→ ASSIGNMENT: Lines from the beginning of the data below through the one containing "const DIMENSIONS: usize = 1536;" are to be printed exactly as they appear.

Stored records
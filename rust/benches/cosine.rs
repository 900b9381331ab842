use criterion::{criterion_group, criterion_main, BenchmarkId, Criterion};
use simsimd::dispatch::{self, Dtype, Metric};
use simsimd::SpatialSimilarity;


const DIMENSIONS: usize = 1536;

pub fn cosine_benchmark(c: &mut Criterion) {
    let inputs: (Vec<f32>, Vec<f32>) = (
        native::generate_random_vector(DIMENSIONS),
        native::generate_random_vector(DIMENSIONS),
    );

    let mut group = c.benchmark_group("SIMD Cosine");

    for i in 0..=5 {
        group.bench_with_input(BenchmarkId::new("SimSIMD", i), &i, |b, _| {
            b.iter(|| f32::cosine(&inputs.0, &inputs.1))
        });
        group.bench_with_input(BenchmarkId::new("Rust Native", i), &i, |b, _| {
            b.iter(|| native::cos_distance_cpu(&inputs.0, &inputs.1))
        });
    }
    group.finish();

    // Cost of the table lookup alone, once population has happened.
    let _ = dispatch::initialize();
    c.bench_function("Dispatch Lookup", |b| {
        b.iter(|| dispatch::dispatch(Metric::Cosine, Dtype::F32))
    });
}

criterion_group!(benches, cosine_benchmark);
criterion_main!(benches);
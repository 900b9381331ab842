//! AVX2 kernels with FMA for floats, F16C for half precision and POPCNT for
//! bit sets. Compiled when `SIMSIMD_TARGET_HASWELL` is on.

use core::arch::x86_64::*;
use core::ffi::c_void;

use super::serial::{cosine_distance, jaccard_distance, Element};
use crate::capabilities::Tier;
use crate::dispatch::{Distance, Dtype, KernelVariant, Metric};
use crate::scalars::{bf16, f16};

/// Integer lanes are flushed into 64-bit totals after this many elements.
const I8_BLOCK: usize = 16 * 4096;

// region: Loads & reductions

#[inline]
#[target_feature(enable = "avx2,fma,f16c")]
unsafe fn load_f32(ptr: *const f32) -> __m256 {
    _mm256_loadu_ps(ptr)
}

#[inline]
#[target_feature(enable = "avx2,fma,f16c")]
unsafe fn load_f16(ptr: *const f16) -> __m256 {
    _mm256_cvtph_ps(_mm_loadu_si128(ptr.cast()))
}

#[inline]
#[target_feature(enable = "avx2,fma,f16c")]
unsafe fn load_bf16(ptr: *const bf16) -> __m256 {
    let widened = _mm256_cvtepu16_epi32(_mm_loadu_si128(ptr.cast()));
    _mm256_castsi256_ps(_mm256_slli_epi32::<16>(widened))
}

#[inline]
#[target_feature(enable = "avx2")]
unsafe fn load_i8(ptr: *const i8) -> __m256i {
    _mm256_cvtepi8_epi16(_mm_loadu_si128(ptr.cast()))
}

#[inline]
#[target_feature(enable = "avx2")]
unsafe fn reduce_f32x8(sum: __m256) -> f64 {
    let mut lanes = [0f32; 8];
    _mm256_storeu_ps(lanes.as_mut_ptr(), sum);
    lanes.iter().map(|&lane| lane as f64).sum()
}

#[inline]
#[target_feature(enable = "avx2")]
unsafe fn reduce_f64x4(sum: __m256d) -> f64 {
    let mut lanes = [0f64; 4];
    _mm256_storeu_pd(lanes.as_mut_ptr(), sum);
    lanes.iter().sum()
}

#[inline]
#[target_feature(enable = "avx2")]
unsafe fn reduce_i32x8(sum: __m256i) -> i64 {
    let mut lanes = [0i32; 8];
    _mm256_storeu_si256(lanes.as_mut_ptr().cast(), sum);
    lanes.iter().map(|&lane| lane as i64).sum()
}

// endregion: Loads & reductions

// region: Floats

macro_rules! spatial_f32x8 {
    ($t:ty, $load:ident, $dot:ident, $cos:ident, $sqeuclidean:ident) => {
        #[target_feature(enable = "avx2,fma,f16c")]
        pub(super) unsafe fn $dot(a: *const c_void, b: *const c_void, n: usize) -> Distance {
            let (a, b) = (a.cast::<$t>(), b.cast::<$t>());
            let mut ab = _mm256_setzero_ps();
            let mut i = 0;
            while i + 8 <= n {
                ab = _mm256_fmadd_ps($load(a.add(i)), $load(b.add(i)), ab);
                i += 8;
            }
            let mut result = reduce_f32x8(ab);
            for j in i..n {
                result += (*a.add(j)).widen() * (*b.add(j)).widen();
            }
            result
        }

        #[target_feature(enable = "avx2,fma,f16c")]
        pub(super) unsafe fn $cos(a: *const c_void, b: *const c_void, n: usize) -> Distance {
            let (a, b) = (a.cast::<$t>(), b.cast::<$t>());
            let mut ab = _mm256_setzero_ps();
            let mut a2 = _mm256_setzero_ps();
            let mut b2 = _mm256_setzero_ps();
            let mut i = 0;
            while i + 8 <= n {
                let x = $load(a.add(i));
                let y = $load(b.add(i));
                ab = _mm256_fmadd_ps(x, y, ab);
                a2 = _mm256_fmadd_ps(x, x, a2);
                b2 = _mm256_fmadd_ps(y, y, b2);
                i += 8;
            }
            let (mut ab, mut a2, mut b2) = (reduce_f32x8(ab), reduce_f32x8(a2), reduce_f32x8(b2));
            for j in i..n {
                let (x, y) = ((*a.add(j)).widen(), (*b.add(j)).widen());
                ab += x * y;
                a2 += x * x;
                b2 += y * y;
            }
            cosine_distance(ab, a2, b2)
        }

        #[target_feature(enable = "avx2,fma,f16c")]
        pub(super) unsafe fn $sqeuclidean(
            a: *const c_void,
            b: *const c_void,
            n: usize,
        ) -> Distance {
            let (a, b) = (a.cast::<$t>(), b.cast::<$t>());
            let mut d2 = _mm256_setzero_ps();
            let mut i = 0;
            while i + 8 <= n {
                let d = _mm256_sub_ps($load(a.add(i)), $load(b.add(i)));
                d2 = _mm256_fmadd_ps(d, d, d2);
                i += 8;
            }
            let mut result = reduce_f32x8(d2);
            for j in i..n {
                let d = (*a.add(j)).widen() - (*b.add(j)).widen();
                result += d * d;
            }
            result
        }
    };
}

spatial_f32x8!(f32, load_f32, dot_f32, cos_f32, sqeuclidean_f32);
spatial_f32x8!(f16, load_f16, dot_f16, cos_f16, sqeuclidean_f16);
spatial_f32x8!(bf16, load_bf16, dot_bf16, cos_bf16, sqeuclidean_bf16);

#[target_feature(enable = "avx2,fma")]
pub(super) unsafe fn dot_f64(a: *const c_void, b: *const c_void, n: usize) -> Distance {
    let (a, b) = (a.cast::<f64>(), b.cast::<f64>());
    let mut ab = _mm256_setzero_pd();
    let mut i = 0;
    while i + 4 <= n {
        ab = _mm256_fmadd_pd(_mm256_loadu_pd(a.add(i)), _mm256_loadu_pd(b.add(i)), ab);
        i += 4;
    }
    let mut result = reduce_f64x4(ab);
    for j in i..n {
        result += *a.add(j) * *b.add(j);
    }
    result
}

#[target_feature(enable = "avx2,fma")]
pub(super) unsafe fn cos_f64(a: *const c_void, b: *const c_void, n: usize) -> Distance {
    let (a, b) = (a.cast::<f64>(), b.cast::<f64>());
    let mut ab = _mm256_setzero_pd();
    let mut a2 = _mm256_setzero_pd();
    let mut b2 = _mm256_setzero_pd();
    let mut i = 0;
    while i + 4 <= n {
        let x = _mm256_loadu_pd(a.add(i));
        let y = _mm256_loadu_pd(b.add(i));
        ab = _mm256_fmadd_pd(x, y, ab);
        a2 = _mm256_fmadd_pd(x, x, a2);
        b2 = _mm256_fmadd_pd(y, y, b2);
        i += 4;
    }
    let (mut ab, mut a2, mut b2) = (reduce_f64x4(ab), reduce_f64x4(a2), reduce_f64x4(b2));
    for j in i..n {
        let (x, y) = (*a.add(j), *b.add(j));
        ab += x * y;
        a2 += x * x;
        b2 += y * y;
    }
    cosine_distance(ab, a2, b2)
}

#[target_feature(enable = "avx2,fma")]
pub(super) unsafe fn sqeuclidean_f64(a: *const c_void, b: *const c_void, n: usize) -> Distance {
    let (a, b) = (a.cast::<f64>(), b.cast::<f64>());
    let mut d2 = _mm256_setzero_pd();
    let mut i = 0;
    while i + 4 <= n {
        let d = _mm256_sub_pd(_mm256_loadu_pd(a.add(i)), _mm256_loadu_pd(b.add(i)));
        d2 = _mm256_fmadd_pd(d, d, d2);
        i += 4;
    }
    let mut result = reduce_f64x4(d2);
    for j in i..n {
        let d = *a.add(j) - *b.add(j);
        result += d * d;
    }
    result
}

// endregion: Floats

// region: Integers

#[target_feature(enable = "avx2")]
pub(super) unsafe fn dot_i8(a: *const c_void, b: *const c_void, n: usize) -> Distance {
    let (a, b) = (a.cast::<i8>(), b.cast::<i8>());
    let mut ab = 0i64;
    let mut i = 0;
    while i + 16 <= n {
        let end = n.min(i + I8_BLOCK);
        let mut block = _mm256_setzero_si256();
        while i + 16 <= end {
            block = _mm256_add_epi32(
                block,
                _mm256_madd_epi16(load_i8(a.add(i)), load_i8(b.add(i))),
            );
            i += 16;
        }
        ab += reduce_i32x8(block);
    }
    for j in i..n {
        ab += *a.add(j) as i64 * *b.add(j) as i64;
    }
    ab as Distance
}

#[target_feature(enable = "avx2")]
pub(super) unsafe fn cos_i8(a: *const c_void, b: *const c_void, n: usize) -> Distance {
    let (a, b) = (a.cast::<i8>(), b.cast::<i8>());
    let (mut ab, mut a2, mut b2) = (0i64, 0i64, 0i64);
    let mut i = 0;
    while i + 16 <= n {
        let end = n.min(i + I8_BLOCK);
        let mut ab_block = _mm256_setzero_si256();
        let mut a2_block = _mm256_setzero_si256();
        let mut b2_block = _mm256_setzero_si256();
        while i + 16 <= end {
            let x = load_i8(a.add(i));
            let y = load_i8(b.add(i));
            ab_block = _mm256_add_epi32(ab_block, _mm256_madd_epi16(x, y));
            a2_block = _mm256_add_epi32(a2_block, _mm256_madd_epi16(x, x));
            b2_block = _mm256_add_epi32(b2_block, _mm256_madd_epi16(y, y));
            i += 16;
        }
        ab += reduce_i32x8(ab_block);
        a2 += reduce_i32x8(a2_block);
        b2 += reduce_i32x8(b2_block);
    }
    for j in i..n {
        let (x, y) = (*a.add(j) as i64, *b.add(j) as i64);
        ab += x * y;
        a2 += x * x;
        b2 += y * y;
    }
    cosine_distance(ab as f64, a2 as f64, b2 as f64)
}

#[target_feature(enable = "avx2")]
pub(super) unsafe fn sqeuclidean_i8(a: *const c_void, b: *const c_void, n: usize) -> Distance {
    let (a, b) = (a.cast::<i8>(), b.cast::<i8>());
    let mut d2 = 0i64;
    let mut i = 0;
    while i + 16 <= n {
        let end = n.min(i + I8_BLOCK);
        let mut block = _mm256_setzero_si256();
        while i + 16 <= end {
            let d = _mm256_sub_epi16(load_i8(a.add(i)), load_i8(b.add(i)));
            block = _mm256_add_epi32(block, _mm256_madd_epi16(d, d));
            i += 16;
        }
        d2 += reduce_i32x8(block);
    }
    for j in i..n {
        let d = *a.add(j) as i64 - *b.add(j) as i64;
        d2 += d * d;
    }
    d2 as Distance
}

// endregion: Integers

// region: Binary

#[inline]
unsafe fn word(ptr: *const u8) -> i64 {
    ptr.cast::<i64>().read_unaligned()
}

#[target_feature(enable = "popcnt")]
pub(super) unsafe fn hamming_b8(a: *const c_void, b: *const c_void, n: usize) -> Distance {
    let (a, b) = (a.cast::<u8>(), b.cast::<u8>());
    let mut differences = 0u64;
    let mut i = 0;
    while i + 8 <= n {
        differences += _popcnt64(word(a.add(i)) ^ word(b.add(i))) as u64;
        i += 8;
    }
    for j in i..n {
        differences += _popcnt32((*a.add(j) ^ *b.add(j)) as i32) as u64;
    }
    differences as Distance
}

#[target_feature(enable = "popcnt")]
pub(super) unsafe fn jaccard_b8(a: *const c_void, b: *const c_void, n: usize) -> Distance {
    let (a, b) = (a.cast::<u8>(), b.cast::<u8>());
    let (mut intersection, mut union) = (0u64, 0u64);
    let mut i = 0;
    while i + 8 <= n {
        let (x, y) = (word(a.add(i)), word(b.add(i)));
        intersection += _popcnt64(x & y) as u64;
        union += _popcnt64(x | y) as u64;
        i += 8;
    }
    for j in i..n {
        let (x, y) = (*a.add(j) as i32, *b.add(j) as i32);
        intersection += _popcnt32(x & y) as u64;
        union += _popcnt32(x | y) as u64;
    }
    jaccard_distance(intersection, union)
}

// endregion: Binary

pub(super) const VARIANTS: &[KernelVariant] = &[
    KernelVariant::new(Metric::Dot, Dtype::F64, Tier::Haswell, dot_f64),
    KernelVariant::new(Metric::Dot, Dtype::F32, Tier::Haswell, dot_f32),
    KernelVariant::new(Metric::Dot, Dtype::F16, Tier::Haswell, dot_f16),
    KernelVariant::new(Metric::Dot, Dtype::BF16, Tier::Haswell, dot_bf16),
    KernelVariant::new(Metric::Dot, Dtype::I8, Tier::Haswell, dot_i8),
    KernelVariant::new(Metric::Cosine, Dtype::F64, Tier::Haswell, cos_f64),
    KernelVariant::new(Metric::Cosine, Dtype::F32, Tier::Haswell, cos_f32),
    KernelVariant::new(Metric::Cosine, Dtype::F16, Tier::Haswell, cos_f16),
    KernelVariant::new(Metric::Cosine, Dtype::BF16, Tier::Haswell, cos_bf16),
    KernelVariant::new(Metric::Cosine, Dtype::I8, Tier::Haswell, cos_i8),
    KernelVariant::new(Metric::SqEuclidean, Dtype::F64, Tier::Haswell, sqeuclidean_f64),
    KernelVariant::new(Metric::SqEuclidean, Dtype::F32, Tier::Haswell, sqeuclidean_f32),
    KernelVariant::new(Metric::SqEuclidean, Dtype::F16, Tier::Haswell, sqeuclidean_f16),
    KernelVariant::new(Metric::SqEuclidean, Dtype::BF16, Tier::Haswell, sqeuclidean_bf16),
    KernelVariant::new(Metric::SqEuclidean, Dtype::I8, Tier::Haswell, sqeuclidean_i8),
    KernelVariant::new(Metric::Hamming, Dtype::B8, Tier::Haswell, hamming_b8),
    KernelVariant::new(Metric::Jaccard, Dtype::B8, Tier::Haswell, jaccard_b8),
];

#[cfg(test)]
mod tests {
    use super::*;
    use crate::capabilities::probe;
    use crate::kernels::testing::assert_matches_serial;

    #[test]
    fn matches_serial() {
        if !Tier::Haswell.is_supported_by(probe()) {
            return;
        }
        assert_matches_serial(VARIANTS, 1e-4);
    }

    #[test]
    fn i8_extremes_do_not_overflow() {
        if !Tier::Haswell.is_supported_by(probe()) {
            return;
        }
        let n = I8_BLOCK * 2 + 5;
        let a = vec![-128i8; n];
        let b = vec![127i8; n];
        let (pa, pb) = (a.as_ptr().cast(), b.as_ptr().cast());
        unsafe {
            assert_eq!(dot_i8(pa, pa, n), n as f64 * 16384.0);
            assert_eq!(sqeuclidean_i8(pa, pb, n), n as f64 * 255.0 * 255.0);
            assert!(cos_i8(pa, pa, n).abs() < 1e-12);
        }
    }
}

→ ANSWER TO THIS EXERCISE:
filename rust/benches/cosine.rs
repository 900b9381331ab842
use criterion::{criterion_group, criterion_main, BenchmarkId, Criterion};
use simsimd::dispatch::{self, Dtype, Metric};
use simsimd::SpatialSimilarity;


const DIMENSIONS: usize = 1536;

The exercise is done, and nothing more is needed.